イスラム教徒の女性は髪を隠すために、こんなヒジャブを頭につけている。
公式な宗教はイスラム教と定められているイランでは、女性が外出するときには、こんなヒジャブを“しっかり”かぶっていないといけない。
イランにはそれをチェックする宗教(道徳)警察がいて、適切にヒジャブをつけていなかったという理由で、きょねん逮捕された女性が死亡して、大規模な抗議デモが起きたことは記憶に新しい。
日本はそんな宗教国家の反対側にある国だから、宗教法が社会の法律になることはないし、市民にそれを守らせる警察もいない。
いまの日本は政治と宗教が切り離されたそんな世俗国家だけど、歴史をみればそうでもない時期もあった。
静岡県の雄・浜松市には火の神を祀(まつ)る秋葉神社があって、そこで12月に行われる「火まつり」にアメリカ人を連れて行ったことがある。
このまつりの目的には、火事や水害、病気などのさまざまな不幸から人びとを守ったり、開運を願ったりすることがある。

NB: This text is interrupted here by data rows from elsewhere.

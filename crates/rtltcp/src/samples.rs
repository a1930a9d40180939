//! I/Q sample stream decoder.
//!
//! After the handshake the server streams unframed pairs of offset-binary
//! bytes, `I0 Q0 I1 Q1 ...`, for as long as the connection is open. There
//! is no length prefix, so the reader decides how many pairs it wants and
//! the decoder reads exactly that many.
//!
//! Sample rates run to a few megasamples per second, so every read method
//! fills a caller-owned buffer. Reusing the same buffer across calls keeps
//! the steady state allocation-free.

use std::time::Duration;

use num_complex::Complex64;
use tracing::Instrument;

use rtltcp_core::error::{Error, Result};
use rtltcp_core::transport::BoxedReader;
use rtltcp_core::types::IqSample;
use rtltcp_transport::io::read_frame_timeout;

pub use rtltcp_core::types::normalize;

/// Bytes per I/Q pair on the wire.
pub const BYTES_PER_SAMPLE: usize = 2;

/// Convert raw pairs into normalized complex samples.
///
/// `raw` and `out` must be the same length.
pub fn convert(raw: &[IqSample], out: &mut [Complex64]) -> Result<()> {
    if raw.len() != out.len() {
        return Err(Error::InvalidArgument(format!(
            "{} raw samples cannot fill {} complex samples",
            raw.len(),
            out.len()
        )));
    }
    for (dst, src) in out.iter_mut().zip(raw) {
        *dst = src.to_complex();
    }
    Ok(())
}

/// Convert interleaved `I Q I Q ...` bytes into normalized complex samples.
///
/// `bytes` must hold exactly two bytes per element of `out`.
pub fn convert_interleaved(bytes: &[u8], out: &mut [Complex64]) -> Result<()> {
    if bytes.len() != out.len() * BYTES_PER_SAMPLE {
        return Err(Error::InvalidArgument(format!(
            "{} bytes cannot fill {} complex samples",
            bytes.len(),
            out.len()
        )));
    }
    for (dst, pair) in out.iter_mut().zip(bytes.chunks_exact(BYTES_PER_SAMPLE)) {
        *dst = Complex64::new(normalize(pair[0]), normalize(pair[1]));
    }
    Ok(())
}

/// Exclusive reader for the server-to-client sample stream.
///
/// Not `Clone`: rtl_tcp has no framing beyond the pair size, so two readers
/// racing on one stream would tear pairs apart. Every read takes `&mut self`.
///
/// Any failed read (short read, transport error, deadline) leaves the stream
/// at an unknown offset, so the reader refuses further reads with
/// [`Error::ConnectionBroken`]. The same holds for a read future that is
/// dropped before it completes, e.g. under `tokio::time::timeout`.
pub struct SampleReader {
    stream: PairStream,
    /// Reusable byte buffer for the raw and complex read paths. Only grows.
    scratch: Vec<u8>,
    span: tracing::Span,
}

/// The read half plus the framing state that must move together with it.
struct PairStream {
    reader: BoxedReader,
    read_timeout: Option<Duration>,
    broken: bool,
    samples_read: u64,
}

impl PairStream {
    async fn fill(&mut self, buf: &mut [u8]) -> Result<()> {
        if self.broken {
            return Err(Error::ConnectionBroken);
        }
        // Stays set if this future is dropped part way through the frame.
        self.broken = true;
        match read_frame_timeout(&mut self.reader, buf, self.read_timeout).await {
            Ok(()) => {
                self.broken = false;
                let pairs = (buf.len() / BYTES_PER_SAMPLE) as u64;
                self.samples_read += pairs;
                tracing::trace!(pairs, total = self.samples_read, "Samples read");
                Ok(())
            }
            Err(e) => {
                tracing::warn!(
                    error = %e,
                    requested = buf.len(),
                    "Sample stream read failed; stream is no longer usable"
                );
                Err(e)
            }
        }
    }
}

impl SampleReader {
    pub(crate) fn new(
        reader: BoxedReader,
        read_timeout: Option<Duration>,
        span: tracing::Span,
    ) -> Self {
        SampleReader {
            stream: PairStream {
                reader,
                read_timeout,
                broken: false,
                samples_read: 0,
            },
            scratch: Vec::new(),
            span,
        }
    }

    /// Per-read deadline, if one is set.
    pub fn read_timeout(&self) -> Option<Duration> {
        self.stream.read_timeout
    }

    /// Set or clear the per-read deadline.
    pub fn set_read_timeout(&mut self, timeout: Option<Duration>) {
        self.stream.read_timeout = timeout;
    }

    /// Total I/Q pairs delivered so far.
    pub fn samples_read(&self) -> u64 {
        self.stream.samples_read
    }

    /// Returns `true` once a read has failed or been cancelled on this
    /// stream.
    pub fn is_broken(&self) -> bool {
        self.stream.broken
    }

    /// Read interleaved `I Q I Q ...` bytes straight into `buf`.
    ///
    /// `buf.len()` must be even. Fails with [`Error::ShortRead`] if the
    /// stream ends before `buf` is full.
    pub async fn read_bytes(&mut self, buf: &mut [u8]) -> Result<()> {
        if buf.len() % BYTES_PER_SAMPLE != 0 {
            return Err(Error::InvalidArgument(format!(
                "sample buffer length {} is not a whole number of I/Q pairs",
                buf.len()
            )));
        }
        self.stream.fill(buf).instrument(self.span.clone()).await
    }

    /// Read exactly `out.len()` raw I/Q pairs.
    pub async fn read_raw(&mut self, out: &mut [IqSample]) -> Result<()> {
        let len = out.len() * BYTES_PER_SAMPLE;
        self.fill_scratch(len).await?;
        for (dst, pair) in out
            .iter_mut()
            .zip(self.scratch[..len].chunks_exact(BYTES_PER_SAMPLE))
        {
            *dst = IqSample::new(pair[0], pair[1]);
        }
        Ok(())
    }

    /// Read exactly `out.len()` pairs and normalize them to `[-1.0, 1.0]`.
    pub async fn read_complex(&mut self, out: &mut [Complex64]) -> Result<()> {
        let len = out.len() * BYTES_PER_SAMPLE;
        self.fill_scratch(len).await?;
        convert_interleaved(&self.scratch[..len], out)
    }

    async fn fill_scratch(&mut self, len: usize) -> Result<()> {
        if self.scratch.len() < len {
            self.scratch.resize(len, 0);
        }
        self.stream
            .fill(&mut self.scratch[..len])
            .instrument(self.span.clone())
            .await
    }
}

impl std::fmt::Debug for SampleReader {
    fn fmt(&self, f: &mut std::fmt::Formatter<'_>) -> std::fmt::Result {
        f.debug_struct("SampleReader")
            .field("read_timeout", &self.stream.read_timeout)
            .field("broken", &self.stream.broken)
            .field("samples_read", &self.stream.samples_read)
            .finish_non_exhaustive()
    }
}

「この祭はいつから始まったんだ?」とアメリカ人に聞かれたから、パンフレットにあった「1300年の伝統」と答えると、「アメリカ建国の千年以上も前じゃないか!」とビックリされた。
古代の日本ではこれが政治だった。
地震や洪水などの災害や作物の豊作/凶作など、この世に起こることは神の意思と考えたご先祖さまは、神を祀って平和や豊かな生活を祈った。

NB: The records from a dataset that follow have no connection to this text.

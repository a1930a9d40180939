//! Byte-stream transport seam for rtl_tcp sessions.
//!
//! rtl_tcp runs over one ordered, bidirectional byte stream. Commands travel
//! client to server and samples travel server to client, and the two
//! directions are independent. [`RtlTcpTransport`] therefore carries the
//! stream as two owned halves so that the command writer and the sample
//! reader can live on different tasks.
//!
//! Any `AsyncRead`/`AsyncWrite` pair works: a split `TcpStream` in
//! production, or the halves of [`tokio::io::duplex`] in tests.

use tokio::io::{AsyncRead, AsyncWrite};

/// Boxed read half of a transport.
pub type BoxedReader = Box<dyn AsyncRead + Unpin + Send + Sync + 'static>;

/// Boxed write half of a transport.
pub type BoxedWriter = Box<dyn AsyncWrite + Unpin + Send + Sync + 'static>;

/// A connected byte stream, split into its two directions.
pub struct RtlTcpTransport {
    /// Server-to-client direction (handshake, then samples).
    pub read: BoxedReader,
    /// Client-to-server direction (commands).
    pub write: BoxedWriter,
    /// Label for logging, typically the peer address.
    pub peer: String,
}

impl RtlTcpTransport {
    /// Build a transport from already-split halves.
    pub fn new(read: BoxedReader, write: BoxedWriter, peer: impl Into<String>) -> Self {
        RtlTcpTransport {
            read,
            write,
            peer: peer.into(),
        }
    }

    /// Split any bidirectional stream into a transport.
    ///
    /// ```
    /// use rtltcp_core::transport::RtlTcpTransport;
    ///
    /// let (client, _server) = tokio::io::duplex(64);
    /// let transport = RtlTcpTransport::from_stream(client, "duplex");
    /// assert_eq!(transport.peer, "duplex");
    /// ```
    pub fn from_stream<S>(stream: S, peer: impl Into<String>) -> Self
    where
        S: AsyncRead + AsyncWrite + Unpin + Send + Sync + 'static,
    {
        let (read, write) = tokio::io::split(stream);
        RtlTcpTransport::new(Box::new(read), Box::new(write), peer)
    }
}

impl std::fmt::Debug for RtlTcpTransport {
    fn fmt(&self, f: &mut std::fmt::Formatter<'_>) -> std::fmt::Result {
        f.debug_struct("RtlTcpTransport")
            .field("peer", &self.peer)
            .finish_non_exhaustive()
    }
}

大昔の日本人にとってはそれが政治で、その影響は、いまでも「まつりごと」を漢字変換すると「政」となることに残っている。
幸いも災いもすべては神意と考えると、上のような儀式をして神をよろこばせる発想が出てくるから、「祭=政治」となった。
こんなふうに政治と宗教が一体化した社会は、歴史を見れば世界中にある。
でも日本はちょっと、いやかなり変わった国だ。
日本では奈良や平安時代に祭祀をつかさどる神祇官(じんぎかん)と、いまの国会や政府にように律法や行政を担当する太政官があった。

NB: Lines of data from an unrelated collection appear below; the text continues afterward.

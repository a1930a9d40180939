//! Exact-size framed I/O over a byte stream.
//!
//! Every rtl_tcp unit has a fixed size known in advance: the 12-byte
//! handshake, the 5-byte command, and a caller-chosen block of 2-byte I/Q
//! pairs. These helpers move exactly one such unit and report precisely how
//! far they got when the stream gives out, so that errors can say "expected
//! 12 bytes, received 7" instead of a bare end-of-file.

use std::io::ErrorKind;
use std::time::Duration;

use rtltcp_core::error::{Error, Result};
use tokio::io::{AsyncRead, AsyncReadExt, AsyncWrite, AsyncWriteExt};

/// Fill `buf` completely from `reader`.
///
/// Returns [`Error::ShortRead`] if the stream ends before `buf.len()` bytes
/// arrive, and [`Error::Transport`] for any other I/O failure. On error the
/// contents of `buf` are unspecified and must not be used.
pub async fn read_frame<R>(reader: &mut R, buf: &mut [u8]) -> Result<()>
where
    R: AsyncRead + Unpin + ?Sized,
{
    let expected = buf.len();
    let mut received = 0;

    while received < expected {
        match reader.read(&mut buf[received..]).await {
            Ok(0) => {
                tracing::debug!(expected, received, "Stream ended mid-frame");
                return Err(Error::ShortRead { expected, received });
            }
            Ok(n) => received += n,
            Err(e) if e.kind() == ErrorKind::Interrupted => continue,
            Err(e) if e.kind() == ErrorKind::UnexpectedEof => {
                tracing::debug!(expected, received, "Stream ended mid-frame");
                return Err(Error::ShortRead { expected, received });
            }
            Err(e) => {
                tracing::error!(error = %e, expected, received, "Failed to read frame");
                return Err(Error::Transport(e));
            }
        }
    }

    tracing::trace!(bytes = expected, "Frame read");
    Ok(())
}

/// Like [`read_frame`], but gives up with [`Error::Timeout`] if the whole
/// frame has not arrived within `timeout`.
///
/// A `None` timeout waits indefinitely.
pub async fn read_frame_timeout<R>(
    reader: &mut R,
    buf: &mut [u8],
    timeout: Option<Duration>,
) -> Result<()>
where
    R: AsyncRead + Unpin + ?Sized,
{
    let bytes = buf.len();
    match timeout {
        None => read_frame(reader, buf).await,
        Some(limit) => tokio::time::timeout(limit, read_frame(reader, buf))
            .await
            .map_err(|_| {
                tracing::debug!(
                    bytes,
                    timeout_ms = limit.as_millis(),
                    "Timeout waiting for frame"
                );
                Error::Timeout
            })?,
    }
}

/// Write all of `frame` to `writer` and flush it.
///
/// Returns [`Error::ShortWrite`] if the transport stops accepting bytes
/// part-way through, and [`Error::Transport`] for any other I/O failure.
pub async fn write_frame<W>(writer: &mut W, frame: &[u8]) -> Result<()>
where
    W: AsyncWrite + Unpin + ?Sized,
{
    let expected = frame.len();
    let mut written = 0;

    tracing::trace!(bytes = expected, data = ?frame, "Sending frame");

    while written < expected {
        match writer.write(&frame[written..]).await {
            Ok(0) => {
                tracing::error!(expected, written, "Transport stopped accepting bytes");
                return Err(Error::ShortWrite { expected, written });
            }
            Ok(n) => written += n,
            Err(e) if e.kind() == ErrorKind::Interrupted => continue,
            Err(e) => {
                tracing::error!(error = %e, expected, written, "Failed to write frame");
                return Err(Error::Transport(e));
            }
        }
    }

    writer.flush().await.map_err(|e| {
        tracing::error!(error = %e, "Failed to flush frame");
        Error::Transport(e)
    })?;

    Ok(())
}
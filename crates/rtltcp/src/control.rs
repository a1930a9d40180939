//! Typed control operations for an rtl_tcp session.
//!
//! [`SdrControl`] exposes one method per protocol opcode. Each method encodes
//! exactly one 5-byte [`Command`] and writes it; nothing is read back, since
//! the protocol has no acknowledgements. The methods return `&Self` so that
//! settings can be chained:
//!
//! ```no_run
//! use rtltcp::{GainMode, RtlTcpClient, SdrControl};
//!
//! # async fn example() -> rtltcp::Result<()> {
//! let client = RtlTcpClient::connect("127.0.0.1:1234").await?;
//! client
//!     .set_sample_rate(2_048_000).await?
//!     .set_center_freq(100_000_000).await?
//!     .set_gain_mode(GainMode::Manual).await?
//!     .set_gain(197).await?;
//! # Ok(())
//! # }
//! ```
//!
//! [`Commander`] is the concrete writer. Clones share one write half behind
//! an async mutex, so commands issued from different tasks never interleave
//! on the wire.

use std::sync::Arc;
use std::sync::atomic::{AtomicBool, Ordering};

use async_trait::async_trait;
use tokio::io::AsyncWriteExt;
use tokio::sync::Mutex;
use tracing::Instrument;

use rtltcp_core::error::{Error, Result};
use rtltcp_core::transport::BoxedWriter;
use rtltcp_core::types::{DirectSampling, GainMode};
use rtltcp_transport::io::write_frame;

use crate::command::{Command, Opcode};
use crate::handshake::DongleInfo;

fn flag(enabled: bool) -> u32 {
    u32::from(enabled)
}
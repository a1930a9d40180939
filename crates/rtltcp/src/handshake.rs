//! rtl_tcp handshake codec.
//!
//! Immediately after accepting a connection the server sends a fixed
//! 12-byte greeting describing the dongle:
//!
//! ```text
//! +--------+----------------+----------------+
//! | magic  | tuner id (u32) | gain count u32 |
//! | "RTL0" | big-endian     | big-endian     |
//! +--------+----------------+----------------+
//!   4 bytes      4 bytes          4 bytes
//! ```
//!
//! Parsing and validation are separate steps: a greeting with the wrong
//! magic still decodes into a fully populated [`DongleInfo`], so a caller can
//! inspect what a misbehaving server actually sent.

use std::fmt;

use bytes::{Buf, BufMut};
use tokio::io::AsyncRead;

use rtltcp_core::error::{Error, Result};
use rtltcp_core::{DONGLE_MAGIC, Magic, TunerKind};
use rtltcp_transport::io::read_frame;

/// Size of the server greeting in bytes.
pub const HANDSHAKE_LEN: usize = 12;

/// Dongle description carried by the server greeting.
#[derive(Debug, Clone, Copy, PartialEq, Eq, Hash)]
pub struct DongleInfo {
    /// Protocol marker; `RTL0` for a genuine rtl_tcp server.
    pub magic: [u8; 4],
    /// Tuner chip fitted to the dongle.
    pub tuner: TunerKind,
    /// Number of discrete tuner gain steps, the bound for gain-by-index.
    pub gain_count: u32,
}

impl DongleInfo {
    /// Decode a greeting from its 12 wire bytes.
    pub fn from_bytes(bytes: &[u8; HANDSHAKE_LEN]) -> Self {
        let mut buf = &bytes[..];
        let mut magic = [0u8; 4];
        buf.copy_to_slice(&mut magic);
        let tuner = TunerKind::from_id(buf.get_u32());
        let gain_count = buf.get_u32();
        DongleInfo {
            magic,
            tuner,
            gain_count,
        }
    }

    /// Encode back to the 12 wire bytes.
    pub fn to_bytes(&self) -> [u8; HANDSHAKE_LEN] {
        let mut out = [0u8; HANDSHAKE_LEN];
        let mut buf = &mut out[..];
        buf.put_slice(&self.magic);
        buf.put_u32(self.tuner.id());
        buf.put_u32(self.gain_count);
        out
    }

    /// Read exactly one greeting from `reader`.
    ///
    /// Fails with [`Error::ShortRead`] if the stream ends before 12 bytes
    /// arrive. Does not check the magic; see [`is_valid`](Self::is_valid).
    pub async fn read_from<R>(reader: &mut R) -> Result<Self>
    where
        R: AsyncRead + Unpin + ?Sized,
    {
        let mut bytes = [0u8; HANDSHAKE_LEN];
        read_frame(reader, &mut bytes).await?;
        let info = DongleInfo::from_bytes(&bytes);
        tracing::debug!(
            magic = %Magic(&info.magic),
            tuner = %info.tuner,
            gain_count = info.gain_count,
            "Handshake received"
        );
        Ok(info)
    }

    /// Returns `true` iff the magic is `RTL0`.
    pub fn is_valid(&self) -> bool {
        self.magic == DONGLE_MAGIC
    }

    /// Like [`is_valid`](Self::is_valid), but reports a mismatch as
    /// [`Error::ProtocolMismatch`] carrying both magics.
    pub fn check(&self) -> Result<()> {
        if self.is_valid() {
            Ok(())
        } else {
            Err(Error::ProtocolMismatch {
                expected: DONGLE_MAGIC,
                received: self.magic,
            })
        }
    }
}

impl fmt::Display for DongleInfo {
    fn fmt(&self, f: &mut fmt::Formatter<'_>) -> fmt::Result {
        write!(
            f,
            "{{magic:{} tuner:{} gain_count:{}}}",
            Magic(&self.magic),
            self.tuner,
            self.gain_count
        )
    }
}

*この場合の「神」は天の神、「祇」は地の神のことで、その2つを合わせると日本中の神々になる。
律令制度ではこの神祇官と太政官が最上位にあったから、当時の日本人が「まつり」をどれほど重要視していたかが分かる。
大宝律令にある神祇官は参考にした唐には無かったから、きっと日本独自の存在だ。
でも、時代が進むにつれて神祇官は歴史の中へ消えていく。
でも明治時代になると、明治政府は神祇官と太政官がよみがえった。
*明治の太政官は「だじょうかん」と読む。
欧米列強をモデルにして、近代化国家を目指した日本が新しい国づくりをするために、古代の政治制度を復活させたというのが日本の歴史のユニークなところ。
幕府と将軍が廃止されて天皇が政治のトップに立つと、明治政府は祭祀と政治を一体化する「祭政一致」を日本の基本にした。
このシステムは日本独特のもので、英語にするのはむずかしいらしい。
日本語において神道には必ずしも限定されていないものの、祭政一致は英語ではSaisei itchiとしてそのまま神道の用語として用いられており
これによって天皇を神格化して、国民を一つにまとめる目的が明治政府にあったはず。
国際社会を知らなかった江戸時代の日本人にとって、「国」とは自分の藩のことだったから、そんな古い意識をぶっ壊して「日本国民」を創造するには、天皇を頂点として日本人に一体感を持たせることは有効だ。
こんな感じに日本は近代になって、政治と宗教が融合した時期があった。が、天皇を政治的に利用した反省から、いまでは政治と宗教はキッパリはっきり分かれている。
ちなみに神道には教義が無いから、いまのイスラム国家みたいに、宗教法がそのまま社会の法律になることもなかった。